Excerpted data START

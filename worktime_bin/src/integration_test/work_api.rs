use axum::body::Body;
use axum::http::{Request, StatusCode};
use http_body_util::BodyExt;
use rest_types::{WorkDayTypeTO, WorkMonthTO, WorkTO, WorkTypeTO};
use time::macros::format_description;
use time::OffsetDateTime;
use tower::ServiceExt;

use crate::integration_test::TestSetup;

fn today_string() -> String {
    OffsetDateTime::now_utc()
        .date()
        .format(format_description!("[year]-[month]-[day]"))
        .unwrap()
}

#[tokio::test]
async fn test_get_work_month_aggregates() {
    let test_setup = TestSetup::new().await;
    test_setup.seed_user("jdoe", "John Doe", false, None).await;
    // Friday with a full swipe day including a lunch break.
    test_setup.seed_pass(1001, "jdoe", "IN", "2024-03-01T08:00:00").await;
    test_setup.seed_pass(1001, "jdoe", "OUT", "2024-03-01T12:00:00").await;
    test_setup.seed_pass(1001, "jdoe", "IN", "2024-03-01T12:30:00").await;
    test_setup.seed_pass(1001, "jdoe", "OUT", "2024-03-01T16:30:00").await;
    test_setup.seed_work("jdoe", "2024-03-04", Some(8.0), "VACATION").await;
    test_setup.seed_holiday("2024-03-08", "Test holiday").await;

    let response = test_setup
        .router()
        .oneshot(
            Request::builder()
                .uri("/api/work?role=jdoe&year=2024&month=3")
                .body(Body::empty())
                .unwrap(),
        )
        .await
        .unwrap();
    assert_eq!(StatusCode::OK, response.status());
    let body = response.into_body().collect().await.unwrap().to_bytes();
    let month: WorkMonthTO = serde_json::from_slice(&body).unwrap();

    assert_eq!(2024, month.year);
    assert_eq!(3, month.month);
    assert_eq!(31, month.work_days.len());
    // 21 weekdays in March 2024 minus the seeded holiday.
    assert_eq!(20, month.sum_work_days);
    assert_eq!(1, month.sum_holidays);
    assert_eq!(1, month.sum_on_site_days);
    assert_eq!(0, month.elapsed_work_days);

    let first = &month.work_days[0];
    assert_eq!(WorkDayTypeTO::Workday, first.day_type);
    assert_eq!(Some(8.0), first.worked_hours);
    assert!(first.work_start.is_some());
    assert!(first.lunch_start.is_some());
    assert!(first.lunch_end.is_some());
    assert!(first.work_end.is_some());

    assert_eq!(WorkDayTypeTO::Weekend, month.work_days[1].day_type);
    assert_eq!(WorkDayTypeTO::NationalHoliday, month.work_days[7].day_type);
    assert_eq!(
        Some("Test holiday"),
        month.work_days[7].holiday.as_deref()
    );

    let vacation_day = &month.work_days[3];
    let work = vacation_day.work.as_ref().expect("Expected a work record");
    assert_eq!(WorkTypeTO::Vacation, work.work_type);
    assert_eq!(Some(8.0), work.hours);

    assert_eq!(3, month.sums.len());
    let vacation_sum = month
        .sums
        .iter()
        .find(|sum| sum.work_type == WorkTypeTO::Vacation)
        .unwrap();
    assert_eq!(8.0, vacation_sum.hours);
}

#[tokio::test]
async fn test_get_work_defaults_to_current_month() {
    let test_setup = TestSetup::new().await;
    test_setup.seed_user("jdoe", "John Doe", false, None).await;

    let response = test_setup
        .router()
        .oneshot(
            Request::builder()
                .uri("/api/work?role=jdoe")
                .body(Body::empty())
                .unwrap(),
        )
        .await
        .unwrap();
    assert_eq!(StatusCode::OK, response.status());
    let body = response.into_body().collect().await.unwrap().to_bytes();
    let month: WorkMonthTO = serde_json::from_slice(&body).unwrap();

    let today = OffsetDateTime::now_utc().date();
    assert_eq!(today.year(), month.year);
    assert_eq!(today.month() as u8, month.month);
}

#[tokio::test]
async fn test_get_work_requires_identity() {
    let test_setup = TestSetup::new().await;

    let response = test_setup
        .router()
        .oneshot(
            Request::builder()
                .uri("/api/work?year=2024&month=3")
                .body(Body::empty())
                .unwrap(),
        )
        .await
        .unwrap();
    assert_eq!(StatusCode::FORBIDDEN, response.status());
}

#[tokio::test]
async fn test_get_work_other_user_requires_admin() {
    let test_setup = TestSetup::new().await;
    test_setup.seed_user("jdoe", "John Doe", false, None).await;
    test_setup.seed_user("asmith", "Alice Smith", false, None).await;

    let response = test_setup
        .router()
        .oneshot(
            Request::builder()
                .uri("/api/work?role=jdoe&username=asmith&year=2024&month=3")
                .body(Body::empty())
                .unwrap(),
        )
        .await
        .unwrap();
    assert_eq!(StatusCode::FORBIDDEN, response.status());
}

#[tokio::test]
async fn test_get_work_other_user_as_admin() {
    let test_setup = TestSetup::new().await;
    test_setup.seed_user("boss", "Bruce Wayne", true, None).await;
    test_setup.seed_user("jdoe", "John Doe", false, None).await;

    let response = test_setup
        .router()
        .oneshot(
            Request::builder()
                .uri("/api/work?role=boss&username=jdoe&year=2024&month=3")
                .body(Body::empty())
                .unwrap(),
        )
        .await
        .unwrap();
    assert_eq!(StatusCode::OK, response.status());
}

#[tokio::test]
async fn test_get_work_unknown_user() {
    let test_setup = TestSetup::new().await;

    let response = test_setup
        .router()
        .oneshot(
            Request::builder()
                .uri("/api/work?role=ghost&year=2024&month=3")
                .body(Body::empty())
                .unwrap(),
        )
        .await
        .unwrap();
    assert_eq!(StatusCode::NOT_FOUND, response.status());
}

#[tokio::test]
async fn test_update_work_roundtrip() {
    let test_setup = TestSetup::new().await;
    test_setup.seed_user("jdoe", "John Doe", false, None).await;
    let today = today_string();

    let response = test_setup
        .router()
        .oneshot(
            Request::builder()
                .method("POST")
                .uri("/api/work/update?role=jdoe")
                .header("Content-Type", "application/json")
                .body(Body::from(format!(
                    r#"{{"date":"{today}","hours":4.0,"workType":"VACATION"}}"#
                )))
                .unwrap(),
        )
        .await
        .unwrap();
    assert_eq!(StatusCode::OK, response.status());
    let body = response.into_body().collect().await.unwrap().to_bytes();
    let stored: WorkTO = serde_json::from_slice(&body).unwrap();
    assert_eq!("jdoe", stored.username.as_ref());
    assert_eq!(Some(4.0), stored.hours);
    assert_eq!(WorkTypeTO::Vacation, stored.work_type);
    assert!(!stored.id.is_nil());

    let response = test_setup
        .router()
        .oneshot(
            Request::builder()
                .uri("/api/work?role=jdoe")
                .body(Body::empty())
                .unwrap(),
        )
        .await
        .unwrap();
    assert_eq!(StatusCode::OK, response.status());
    let body = response.into_body().collect().await.unwrap().to_bytes();
    let month: WorkMonthTO = serde_json::from_slice(&body).unwrap();
    let day = month
        .work_days
        .iter()
        .find(|day| day.work.as_ref().is_some_and(|work| work.id == stored.id))
        .expect("Expected the stored record in the month view");
    assert_eq!(Some(4.0), day.work.as_ref().unwrap().hours);
}

#[tokio::test]
async fn test_update_work_requires_id_or_date() {
    let test_setup = TestSetup::new().await;
    test_setup.seed_user("jdoe", "John Doe", false, None).await;

    let response = test_setup
        .router()
        .oneshot(
            Request::builder()
                .method("POST")
                .uri("/api/work/update?role=jdoe")
                .header("Content-Type", "application/json")
                .body(Body::from(r#"{"hours":4.0,"workType":"VACATION"}"#))
                .unwrap(),
        )
        .await
        .unwrap();
    assert_eq!(StatusCode::BAD_REQUEST, response.status());
}

#[tokio::test]
async fn test_update_work_closed_month() {
    let test_setup = TestSetup::new().await;
    test_setup.seed_user("jdoe", "John Doe", false, None).await;

    let response = test_setup
        .router()
        .oneshot(
            Request::builder()
                .method("POST")
                .uri("/api/work/update?role=jdoe")
                .header("Content-Type", "application/json")
                .body(Body::from(
                    r#"{"date":"2024-03-04","hours":4.0,"workType":"VACATION"}"#,
                ))
                .unwrap(),
        )
        .await
        .unwrap();
    assert_eq!(StatusCode::UNPROCESSABLE_ENTITY, response.status());
}

#[tokio::test]
async fn test_export_work_spreadsheet() {
    let test_setup = TestSetup::new().await;
    test_setup.seed_user("jdoe", "John Doe", false, None).await;

    let response = test_setup
        .router()
        .oneshot(
            Request::builder()
                .method("POST")
                .uri("/api/work/export?role=jdoe&year=2024&month=3")
                .body(Body::empty())
                .unwrap(),
        )
        .await
        .unwrap();
    assert_eq!(StatusCode::OK, response.status());
    let disposition = response
        .headers()
        .get("Content-Disposition")
        .unwrap()
        .to_str()
        .unwrap()
        .to_string();
    assert!(disposition.contains("2024.03-jdoe.xlsx"));
    let body = response.into_body().collect().await.unwrap().to_bytes();
    assert_eq!(b"PK", &body[0..2]);
}

#[tokio::test]
async fn test_get_work_html() {
    let test_setup = TestSetup::new().await;
    test_setup.seed_user("jdoe", "John Doe", false, None).await;

    let response = test_setup
        .router()
        .oneshot(
            Request::builder()
                .uri("/api/work/html?role=jdoe&year=2024&month=3")
                .body(Body::empty())
                .unwrap(),
        )
        .await
        .unwrap();
    assert_eq!(StatusCode::OK, response.status());
    assert_eq!(
        "text/html; charset=utf-8",
        response
            .headers()
            .get("Content-Type")
            .unwrap()
            .to_str()
            .unwrap()
    );
    let body = response.into_body().collect().await.unwrap().to_bytes();
    let html = String::from_utf8(body.to_vec()).unwrap();
    assert!(html.contains("John Doe"));
    assert!(html.contains("2024.03"));
}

Excerpted data END

* _Problem_: For the word "boss", state how many lines of the entries contain it, with nothing else.

* _Reply to the task_: 2